I am, as I noted in a previous post, making my way through Dosse’s dual biography of Deleuze and Guattari. Dosse treats Guattari’s pre-Deleuze life first and then turns to Deleuze’s pre-Guattari life next. Reading about Deleuze’s early childhood and his time in university was interesting. Apparently he and Michel Tournier spent their nights reading Sartre’s Being and Nothingness and felt that his famous “Existentialism is a Humanism” speech to be a betrayal of the passion they felt for that book. It also details his early writings, which he “renounced” in the official bibliography, one of which launched a polemic against Christianity and the interior life seeing it lead up to the modern society of the bourgeoisie. This was obviously a reaction against the spiritualisme that reigned in French philosophy prior to World War II, yet his admiration for Bergson appears to have been in place as early as 1948 when he defended him against François Châtelet and Olivier Revault d’Allonnes while they studied together for the agrégation.

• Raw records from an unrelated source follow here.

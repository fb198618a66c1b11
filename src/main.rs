fn main() {
    if let Err(e) = colloquy::run() {
        eprintln!("colloquy: {:#}", e);
        std::process::exit(1);
    }
}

All of this was interesting, but I already had a vague knowledge of these events as one can pick all of this up from his writing and from snippets of his biography you can find in books here and there. His family life was more interesting. I knew from his L’Abécédaire that he had tensions with his family because his father held right-wing views and hated the France of Léon Blum’s Front populaire that allowed workers to encroach on the political and social territory that the petite bourgeoisie had enjoyed. I didn’t realize how pathetic this class hatred was considering that Deleuze’s parents, while enjoying some privileges, were precarious business owners themselves as his father, an engineer, only had one employee and produced some airplane parts. Apparently a major cause of this familial tension had to do with something Deleuze himself never spoke much about in public: the murder of his brother, a resistance fighter, by the Nazis while being transported to a concentration camp. Apparently, “the wrong son died” in his parents’ eyes.
It was disappointing that there was so little discussion of his wife, Fanny, and literally no discussion about how they met (whereas pages and pages were devoted in the Guattari section to his marriage and subsequent affairs). What’s the point of reading a biography if you don’t get any sexual gossip! There was, however, a story about a very strange phobia Deleuze had. Apparently, after passing his agrégation he finally had the economic independence to move out of his parents’ home (he was living with just his mother as his father had passed away some years prior). Dosse goes on to tell us, “He kept from conflictual relationship vis-a-vis his home life a phobia towards every food product with milk, which surprised his friends: [Olivier Revault d’Allonnes explains that] ‘We had invited Gilles to have dinner several times. He always asked the mistress of the house if there was the least drop of milk in the dish and if that was the case, he would not want to eat (Dosse, p. 124).'” Usually one encounters stories about how oddly long his fingernails were, but this phobia has to be the strangest story I’ve read about the man.